* **Task directions**: The first line of the entries below, the line containing "can detect the", and every line between them should be repeated exactly, and nothing else.

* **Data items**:

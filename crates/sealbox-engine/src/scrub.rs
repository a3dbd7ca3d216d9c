//! Metadata sanitization through the external `mat2` tool.
//!
//! Exit code 0 means the file was cleaned, 1 means the format is not
//! supported and the file was left as-is. Both are usable results.

use std::ffi::OsStr;
use std::path::{Path, PathBuf};
use std::time::Duration;

use walkdir::WalkDir;

use sealbox_core::config::SealConfig;
use sealbox_core::process::{exit_label, run_tool, tool_name};
use sealbox_core::{SealError, SealResult};
use sealbox_secrets::SecureTempResource;

#[derive(Debug, Clone)]
pub struct MetadataScrubber {
    tool: PathBuf,
    timeout: Duration,
    temp_root: PathBuf,
}

impl MetadataScrubber {
    pub fn new(config: &SealConfig) -> Self {
        Self {
            tool: config.tools.mat2.clone(),
            timeout: config.timeouts.scrub(),
            temp_root: config.workspace.temp_root(),
        }
    }

    /// Produce a sanitized copy of `original`, which is never modified.
    ///
    /// The copy keeps the original extension so the sanitizer can detect the
    /// format. The caller owns the returned resource; dropping it erases it.
    pub async fn scrub(&self, original: &Path) -> SealResult<SecureTempResource> {
        let meta = tokio::fs::metadata(original).await?;
        if !meta.is_file() {
            return Err(SealError::validation(format!(
                "not a regular file: {}",
                original.display()
            )));
        }

        let suffix = original
            .extension()
            .map(|e| format!(".{}", e.to_string_lossy()))
            .unwrap_or_default();
        let copy = SecureTempResource::create(&self.temp_root, "sealbox_clean_", &suffix, "scrubber")?;

        // Stream into the existing 0600 file; fs::copy would carry over the source mode
        let mut src = tokio::fs::File::open(original).await?;
        let mut dst = tokio::fs::OpenOptions::new()
            .write(true)
            .truncate(true)
            .open(copy.path())
            .await?;
        tokio::io::copy(&mut src, &mut dst).await?;
        dst.sync_all().await?;
        drop(dst);

        // On error the copy is dropped here, which erases it
        self.scrub_in_place(copy.path()).await?;
        tracing::info!(path = %original.display(), "metadata cleaned into temporary copy");
        Ok(copy)
    }

    /// Sanitize `path` itself. Only used on staged copies, never on originals.
    pub async fn scrub_in_place(&self, path: &Path) -> SealResult<()> {
        let out = run_tool(
            &self.tool,
            [
                OsStr::new("--inplace"),
                OsStr::new("--unknown-members"),
                OsStr::new("omit"),
                path.as_os_str(),
            ],
            self.timeout,
        )
        .await?;

        match out.code() {
            Some(0) | Some(1) => Ok(()),
            _ => {
                let code = exit_label(&out.status);
                tracing::warn!(
                    path = %path.display(),
                    code = %code,
                    stderr = %out.stderr_lossy().trim(),
                    "metadata sanitizer failed"
                );
                Err(SealError::Subprocess {
                    tool: tool_name(&self.tool),
                    code,
                })
            }
        }
    }

    /// Sanitize every regular file under `root`, returning how many succeeded.
    /// Individual failures are logged and skipped.
    pub async fn scrub_tree(&self, root: &Path) -> usize {
        let files: Vec<PathBuf> = WalkDir::new(root)
            .follow_links(false)
            .into_iter()
            .filter_map(|entry| match entry {
                Ok(e) if e.file_type().is_file() => Some(e.into_path()),
                Ok(_) => None,
                Err(e) => {
                    tracing::warn!("skipping unreadable staging entry: {e}");
                    None
                }
            })
            .collect();

        let mut cleaned = 0;
        for file in &files {
            match self.scrub_in_place(file).await {
                Ok(()) => cleaned += 1,
                Err(e) => tracing::warn!(path = %file.display(), "scrub skipped: {e}"),
            }
        }
        tracing::debug!(total = files.len(), cleaned, "staging tree scrubbed");
        cleaned
    }
}

#[cfg(test)]
mod tests {
    use super::*;

    fn fake_mat2(dir: &Path, body: &str) -> PathBuf {
        let path = dir.join("fake-mat2");
        std::fs::write(&path, format!("#!/bin/sh\n{body}\n")).unwrap();
        #[cfg(unix)]
        {
            use std::os::unix::fs::PermissionsExt;
            std::fs::set_permissions(&path, std::fs::Permissions::from_mode(0o755)).unwrap();
        }
        path
    }

    fn scrubber(dir: &Path, body: &str) -> (MetadataScrubber, PathBuf) {
        let scratch = dir.join("scratch");
        std::fs::create_dir_all(&scratch).unwrap();
        let mut config = SealConfig::default();
        config.tools.mat2 = fake_mat2(dir, body);
        config.workspace.temp_dir = Some(scratch.clone());
        config.timeouts.scrub_secs = 2;
        (MetadataScrubber::new(&config), scratch)
    }

    // last argument is the file; append a marker so the edit is observable
    const APPEND_MARKER: &str = r#"for f; do :; done; printf 'CLEANED' >> "$f""#;

    #[tokio::test]
    async fn test_scrub_leaves_original_untouched() {
        let dir = tempfile::tempdir().unwrap();
        let (scrubber, scratch) = scrubber(dir.path(), APPEND_MARKER);
        let original = dir.path().join("photo.jpg");
        std::fs::write(&original, b"jpegdata").unwrap();

        let copy = scrubber.scrub(&original).await.unwrap();
        assert!(copy.path().starts_with(&scratch));
        assert_eq!(copy.path().extension().unwrap(), "jpg");
        assert_eq!(std::fs::read(copy.path()).unwrap(), b"jpegdataCLEANED");
        assert_eq!(std::fs::read(&original).unwrap(), b"jpegdata");

        drop(copy);
        assert_eq!(std::fs::read_dir(&scratch).unwrap().count(), 0);
    }

    #[tokio::test]
    async fn test_unsupported_format_is_success() {
        let dir = tempfile::tempdir().unwrap();
        let (scrubber, _) = scrubber(dir.path(), "exit 1");
        let original = dir.path().join("data.xyz");
        std::fs::write(&original, b"raw").unwrap();

        let copy = scrubber.scrub(&original).await.unwrap();
        assert_eq!(std::fs::read(copy.path()).unwrap(), b"raw");
    }

    #[tokio::test]
    async fn test_failure_removes_copy() {
        let dir = tempfile::tempdir().unwrap();
        let (scrubber, scratch) = scrubber(dir.path(), "exit 2");
        let original = dir.path().join("doc.pdf");
        std::fs::write(&original, b"%PDF").unwrap();

        let err = scrubber.scrub(&original).await.unwrap_err();
        assert!(matches!(err, SealError::Subprocess { .. }));
        assert_eq!(std::fs::read_dir(&scratch).unwrap().count(), 0);
    }

    #[tokio::test]
    async fn test_timeout_removes_copy() {
        let dir = tempfile::tempdir().unwrap();
        let (scrubber, scratch) = scrubber(dir.path(), "sleep 30");
        let original = dir.path().join("doc.pdf");
        std::fs::write(&original, b"%PDF").unwrap();

        let err = scrubber.scrub(&original).await.unwrap_err();
        assert!(matches!(err, SealError::Timeout { .. }));
        assert_eq!(std::fs::read_dir(&scratch).unwrap().count(), 0);
    }

    #[tokio::test]
    async fn test_missing_tool() {
        let dir = tempfile::tempdir().unwrap();
        let mut config = SealConfig::default();
        config.tools.mat2 = PathBuf::from("/nonexistent/mat2");
        config.workspace.temp_dir = Some(dir.path().to_path_buf());
        let original = dir.path().join("a.txt");
        std::fs::write(&original, b"a").unwrap();

        let err = MetadataScrubber::new(&config).scrub(&original).await.unwrap_err();
        assert!(matches!(err, SealError::ToolUnavailable(_)));
    }

    #[tokio::test]
    async fn test_directory_rejected() {
        let dir = tempfile::tempdir().unwrap();
        let (scrubber, _) = scrubber(dir.path(), "exit 0");
        assert!(matches!(
            scrubber.scrub(dir.path()).await,
            Err(SealError::Validation(_))
        ));
    }

    #[tokio::test]
    async fn test_scrub_tree_counts_successes() {
        let dir = tempfile::tempdir().unwrap();
        // fail on files named *.bad
        let (scrubber, _) = scrubber(
            dir.path(),
            r#"for f; do :; done; case "$f" in *.bad) exit 3 ;; esac; exit 0"#,
        );
        let root = dir.path().join("staging");
        std::fs::create_dir_all(root.join("nested/deeper")).unwrap();
        std::fs::write(root.join("a.txt"), b"a").unwrap();
        std::fs::write(root.join("nested/b.jpg"), b"b").unwrap();
        std::fs::write(root.join("nested/deeper/c.bad"), b"c").unwrap();

        assert_eq!(scrubber.scrub_tree(&root).await, 2);
    }
}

* **Answer**:
filename crates/sealbox-engine/src/scrub.rs
repository a3dbd7ca3d216d9c
//! Metadata sanitization through the external `mat2` tool.
//!
//! Exit code 0 means the file was cleaned, 1 means the format is not
//! supported and the file was left as-is. Both are usable results.

use std::ffi::OsStr;
use std::path::{Path, PathBuf};
use std::time::Duration;

use walkdir::WalkDir;

use sealbox_core::config::SealConfig;
use sealbox_core::process::{exit_label, run_tool, tool_name};
use sealbox_core::{SealError, SealResult};
use sealbox_secrets::SecureTempResource;

#[derive(Debug, Clone)]
pub struct MetadataScrubber {
    tool: PathBuf,
    timeout: Duration,
    temp_root: PathBuf,
}

impl MetadataScrubber {
    pub fn new(config: &SealConfig) -> Self {
        Self {
            tool: config.tools.mat2.clone(),
            timeout: config.timeouts.scrub(),
            temp_root: config.workspace.temp_root(),
        }
    }

    /// Produce a sanitized copy of `original`, which is never modified.
    ///
    /// The copy keeps the original extension so the sanitizer can detect the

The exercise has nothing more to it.